Ma mère était partie tôt, mais mes parents m'avaient fait croire au grand amour. Ils s'étaient aimés et mariés jeunes, et rien n'auraient pu les séparer. Du moins, rien à l'exception du cancer. Je savais que mon père avait eu beaucoup de mal à se remettre de sa mort, son avenir certain s'effondrant soudainement. Peut-être était-ce pour cela que j'étais si exigeante avec Nolan. Il n'avait pourtant fait aucun faux pas depuis que nous avions décidé de nous lancer dans notre jeu de séduction un peu immature. Pourtant, au début, j'avais cru faire la rencontre d'un étudiant misogyne, irrespectueux et présomptueux.

- Au final, je vais aller au bal avec lui, pensai-je.

Au final, j'avais découvert un homme taquin, doux, fragile et profondément bon.

Je regardai les illuminations de New-York. Cette ville était loin d'être parfaite : beaucoup de personnes devaient cumuler plusieurs emplois pour subvenir à leurs besoins ou à ceux de leur famille ; d'autres étaient victimes de leurs origines sociales ou de leur genre et subissaient une injustice constante ; et le sol reflétait la pollution invisible de l'air. Mais New-York était aussi une jolie ville.
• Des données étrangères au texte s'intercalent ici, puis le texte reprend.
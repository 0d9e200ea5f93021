use std::process::Stdio;
use std::time::Duration;

use anyhow::{Context, Result};
use async_trait::async_trait;
use tokio::process::Command;
use tracing::debug;

use avafleet_core::config::CommandOptions;
use avafleet_core::error::FleetError;
use avafleet_core::node::Host;
use avafleet_core::retry;

/// Upper bound for one remote script.
pub const SCRIPT_TIMEOUT: Duration = Duration::from_secs(120);

/// ssh exits 255 when the connection itself failed.
const SSH_CONNECT_FAILURE: i32 = 255;

/// Captured result of a command run against a host.
#[derive(Debug, Clone, Default, PartialEq, Eq)]
pub struct CommandOutput {
    pub code: i32,
    pub stdout: String,
    pub stderr: String,
}

impl CommandOutput {
    pub fn success(&self) -> bool {
        self.code == 0
    }

    /// Stdout of a successful command, or an error naming `what` failed.
    pub fn into_stdout(self, host: &Host, what: &str) -> Result<String> {
        if !self.success() {
            anyhow::bail!(
                "{} failed on {} (exit {}): {}",
                what,
                host.node_id,
                self.code,
                self.stderr.trim()
            );
        }
        Ok(self.stdout)
    }
}

/// "Run this script against host H."
#[async_trait]
pub trait RemoteExecutor: Send + Sync {
    async fn run(&self, host: &Host, script: &str) -> Result<CommandOutput>;
}

/// Runs scripts over SSH, retrying connection failures.
pub struct SshExecutor {
    connect_retries: u32,
    connect_timeout: Duration,
    script_timeout: Duration,
}

impl SshExecutor {
    pub fn new(opts: &CommandOptions) -> Self {
        Self {
            connect_retries: opts.ssh_connect_retries,
            connect_timeout: opts.ssh_connect_timeout,
            script_timeout: SCRIPT_TIMEOUT,
        }
    }

    async fn run_once(&self, host: &Host, script: &str) -> Result<CommandOutput> {
        let args = ssh_args(host, self.connect_timeout, Some(script));
        debug!(host = %host.node_id, ip = %host.ip, "Running remote script");
        let output = run_with_timeout(Command::new("ssh").args(&args), self.script_timeout)
            .await
            .with_context(|| format!("Failed to run ssh to {}", host.node_id))?;
        if output.code == SSH_CONNECT_FAILURE {
            return Err(FleetError::TransientRemote {
                target: host.node_id.clone(),
                reason: output.stderr.trim().to_string(),
            }
            .into());
        }
        Ok(output)
    }
}

#[async_trait]
impl RemoteExecutor for SshExecutor {
    async fn run(&self, host: &Host, script: &str) -> Result<CommandOutput> {
        if host.is_local() {
            return LocalExecutor.run(host, script).await;
        }
        let label = format!("ssh to {}", host.node_id);
        retry::retry(self.connect_retries, Duration::from_secs(1), &label, || {
            self.run_once(host, script)
        })
        .await
    }
}

/// Runs scripts with bash on this machine. Used for local clusters.
pub struct LocalExecutor;

#[async_trait]
impl RemoteExecutor for LocalExecutor {
    async fn run(&self, host: &Host, script: &str) -> Result<CommandOutput> {
        debug!(host = %host.node_id, "Running local script");
        run_with_timeout(Command::new("bash").args(["-c", script]), SCRIPT_TIMEOUT)
            .await
            .with_context(|| format!("Failed to run local script for {}", host.node_id))
    }
}

pub(crate) async fn run_with_timeout(cmd: &mut Command, timeout: Duration) -> Result<CommandOutput> {
    cmd.stdin(Stdio::null()).kill_on_drop(true);
    let output = match tokio::time::timeout(timeout, cmd.output()).await {
        Ok(result) => result?,
        Err(_) => anyhow::bail!("Command timed out after {}s", timeout.as_secs()),
    };
    Ok(CommandOutput {
        code: output.status.code().unwrap_or(-1),
        stdout: String::from_utf8_lossy(&output.stdout).to_string(),
        stderr: String::from_utf8_lossy(&output.stderr).to_string(),
    })
}

/// Arguments for `ssh` to a host, optionally running a script.
pub fn ssh_args(host: &Host, connect_timeout: Duration, script: Option<&str>) -> Vec<String> {
    let mut args = vec![
        "-o".to_string(),
        "StrictHostKeyChecking=no".to_string(),
        "-o".to_string(),
        "UserKnownHostsFile=/dev/null".to_string(),
        "-o".to_string(),
        format!("ConnectTimeout={}", connect_timeout.as_secs().max(1)),
        "-o".to_string(),
        "LogLevel=ERROR".to_string(),
    ];
    args.extend(host.ssh_common_args.split_whitespace().map(str::to_string));
    if !host.ssh_private_key_path.is_empty() {
        args.push("-i".to_string());
        args.push(host.ssh_private_key_path.clone());
    }
    if script.is_none() {
        args.push("-t".to_string());
    }
    args.push(format!("{}@{}", host.ssh_user, host.ip));
    if let Some(script) = script {
        args.push("--".to_string());
        args.push(format!("bash -c {}", shell_quote(script)));
    }
    args
}

/// Quote a string for a POSIX shell.
pub fn shell_quote(s: &str) -> String {
    format!("'{}'", s.replace('\'', "'\\''"))
}

/// Replace the current process with an interactive command.
/// Only returns on failure.
#[cfg(unix)]
pub fn replace_process(cmd: &str, args: &[String]) -> Result<()> {
    use std::os::unix::process::CommandExt;

    let err = std::process::Command::new(cmd)
        .args(args)
        .stdin(Stdio::inherit())
        .stdout(Stdio::inherit())
        .stderr(Stdio::inherit())
        .exec();

    // exec() only returns on error
    Err(err).with_context(|| format!("Failed to exec: {} {}", cmd, args.join(" ")))
}

/// Open an interactive SSH session on a host.
#[cfg(unix)]
pub fn interactive_ssh(host: &Host, connect_timeout: Duration) -> Result<()> {
    which::which("ssh").with_context(|| "ssh is not installed or not on PATH")?;
    replace_process("ssh", &ssh_args(host, connect_timeout, None))
}

#[cfg(test)]
mod tests {
    use super::*;

    fn host() -> Host {
        Host {
            node_id: "aws_node_i-1".to_string(),
            ip: "10.0.0.5".to_string(),
            ssh_user: "ubuntu".to_string(),
            ssh_private_key_path: "/keys/kp.pem".to_string(),
            ssh_common_args: "-o IdentitiesOnly=yes".to_string(),
            api_port: 9650,
        }
    }

    #[test]
    fn test_shell_quote() {
        assert_eq!(shell_quote("echo hi"), "'echo hi'");
        assert_eq!(shell_quote("it's"), "'it'\\''s'");
    }

    #[test]
    fn test_ssh_args_with_script() {
        let args = ssh_args(&host(), Duration::from_secs(3), Some("uptime"));
        assert!(args.contains(&"ConnectTimeout=3".to_string()));
        assert!(args.contains(&"IdentitiesOnly=yes".to_string()));
        let i = args.iter().position(|a| a == "-i").unwrap();
        assert_eq!(args[i + 1], "/keys/kp.pem");
        assert_eq!(args[args.len() - 2], "--");
        assert_eq!(args.last().unwrap(), "bash -c 'uptime'");
        assert!(args.contains(&"ubuntu@10.0.0.5".to_string()));
        assert!(!args.contains(&"-t".to_string()));
    }

    #[test]
    fn test_ssh_args_interactive() {
        let args = ssh_args(&host(), Duration::from_secs(3), None);
        assert!(args.contains(&"-t".to_string()));
        assert_eq!(args.last().unwrap(), "ubuntu@10.0.0.5");
    }

    #[test]
    fn test_into_stdout_failure_names_host() {
        let out = CommandOutput {
            code: 2,
            stdout: String::new(),
            stderr: "no such file\n".to_string(),
        };
        let err = out.into_stdout(&host(), "read config").unwrap_err();
        let msg = format!("{}", err);
        assert!(msg.contains("aws_node_i-1"));
        assert!(msg.contains("no such file"));
    }

    #[tokio::test]
    async fn test_local_executor_runs_bash() {
        let mut h = host();
        h.node_id = "local_node_n1".to_string();
        let out = LocalExecutor.run(&h, "echo hello; exit 3").await.unwrap();
        assert_eq!(out.code, 3);
        assert_eq!(out.stdout.trim(), "hello");
    }

    #[tokio::test]
    async fn test_ssh_executor_short_circuits_local_hosts() {
        let mut h = host();
        h.node_id = "local_node_n1".to_string();
        let exec = SshExecutor::new(&CommandOptions::default());
        let out = exec.run(&h, "printf ok").await.unwrap();
        assert!(out.success());
        assert_eq!(out.stdout, "ok");
    }
}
Une cité où la littérature avait sa place, où les taxis jaunes reflétaient l'animation, où j'avais trouvé beaucoup de choses. En peu de temps, New-York m'avait offerte beaucoup de choses.

Mon téléphone vibra dans ma poche et je le sortis. C'était mon père.

De Papa : Elle est partie, tu peux rentrer ma puce. 00h17

Je commençai donc à prendre le chemin pour rentrer, et je passai devant Le Marquee. Cette boîte de nuit, mes amis et moi l'avions fréquenté plus d'une fois. C'était là que tout avait commencé avec Nolan.

Seulement, alors que j'aurais pu me remémorer tous les merveilleux souvenirs que je rattachais à cet établissement, mon cœur cessa de battre. Je sentis que ma respiration se coupait, que mes poils se hérissaient, que ma gorge se nouait avec une force que j'avais rarement connue.

Parce que ce que je vis m'horrifia.

Parce que je croisai le chemin de Nolan.

Parce que Nolan en embrassait une autre que moi.